The clocks went back last night. Yes, I thought I was going to get an extra hour's sleep, but much like when the kids were infants, the time change really doesn't make a different when I have to care for Mike. I was up early and started getting Mike up and ready about 8 a.m. (it would have been 9). If I waited until the REAL 9 a.m., then his entire day of medicine would have been "off". I have to keep him on a regular schedule, as best I can, especially regarding his anti-"S" medicine. I started giving Mike his breakfast around 8:30, and his aid didn't get here until 10:30 (she comes in late on Sunday so that she can go to mass).

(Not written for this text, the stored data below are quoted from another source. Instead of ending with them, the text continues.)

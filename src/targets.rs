/// file: src/targets.rs
/// description: Target list sources (handle file or the handles table).
use crate::config::BatchConfig;
use crate::database::DbClient;
use crate::models::{AppError, Target};
use async_trait::async_trait;
use std::collections::HashSet;
use std::path::PathBuf;
use tracing::{info, warn};

#[async_trait]
pub trait TargetSource: Send + Sync {
    /// Profile handles in batch order.
    async fn handles(&self) -> Result<Vec<String>, AppError>;
}

/// One handle per line; only the first comma-separated column is read.
/// Blank lines, `#` comments and a `handle` header are skipped.
pub struct HandleFile {
    path: PathBuf,
}

impl HandleFile {
    pub fn new(path: impl Into<PathBuf>) -> Self {
        Self { path: path.into() }
    }
}

pub fn parse_handles(contents: &str) -> Vec<String> {
    contents
        .lines()
        .map(str::trim)
        .filter(|line| !line.is_empty() && !line.starts_with('#'))
        .filter_map(|line| line.split(',').next())
        .map(|h| h.trim().trim_matches('"').to_string())
        .filter(|h| !h.is_empty() && !h.eq_ignore_ascii_case("handle"))
        .collect()
}

#[async_trait]
impl TargetSource for HandleFile {
    async fn handles(&self) -> Result<Vec<String>, AppError> {
        let contents = tokio::fs::read_to_string(&self.path).await?;
        Ok(parse_handles(&contents))
    }
}

#[async_trait]
impl TargetSource for DbClient {
    async fn handles(&self) -> Result<Vec<String>, AppError> {
        self.fetch_handles().await
    }
}

/// File source when `TARGETS_FILE` is set, otherwise the database.
pub fn source_for(cfg: &BatchConfig, db: &DbClient) -> Box<dyn TargetSource> {
    match &cfg.targets_file {
        Some(path) => Box::new(HandleFile::new(path.clone())),
        None => Box::new(db.clone()),
    }
}

/// Loads the handles and turns them into targets. Repeated handles are
/// dropped, invalid ones are logged and skipped.
pub async fn load_targets(
    source: &dyn TargetSource,
    url_template: &str,
) -> Result<Vec<Target>, AppError> {
    let handles = source.handles().await?;
    Ok(build_targets(&handles, url_template))
}

pub fn build_targets(handles: &[String], url_template: &str) -> Vec<Target> {
    let mut seen = HashSet::new();
    let targets: Vec<Target> = handles
        .iter()
        .filter(|h| seen.insert(h.as_str()))
        .filter_map(|h| match Target::from_handle(h, url_template) {
            Ok(t) => Some(t),
            Err(e) => {
                warn!(handle = %h, error = %e, "Skipping invalid handle");
                None
            }
        })
        .collect();
    info!(targets = targets.len(), "Targets loaded");
    targets
}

Years back the kids and I would discuss about what it would be like when Mike stopped eating. We all agreed that it wouldn't happen "overnight", because when that happens, it's usually another problem or illness. We knew that it would gradually slow down over time, until he just wouldn't eat anymore. Well I have begun to see Mike starting to slow down even more with his food. He used to eat 3 three melas a day, then he went down to 2 and now he's only been eating about 1/2 of each of those meals. Yes, there are days when he does finish everything, but I think the process of his body not wanting/needing alot of food has begun. It scares me to say it, but I can't ignore the facts.
Is it "normal" for me to feel guilty when the kids and I eat? I keep reminding myself about Mike's reaction when he was diagnosed. He did NOT to be a burden to the kids and I - he dreaded how dependant he would become. I know he would want us to go about our "normal" routine, however difficult it may be when we look at him.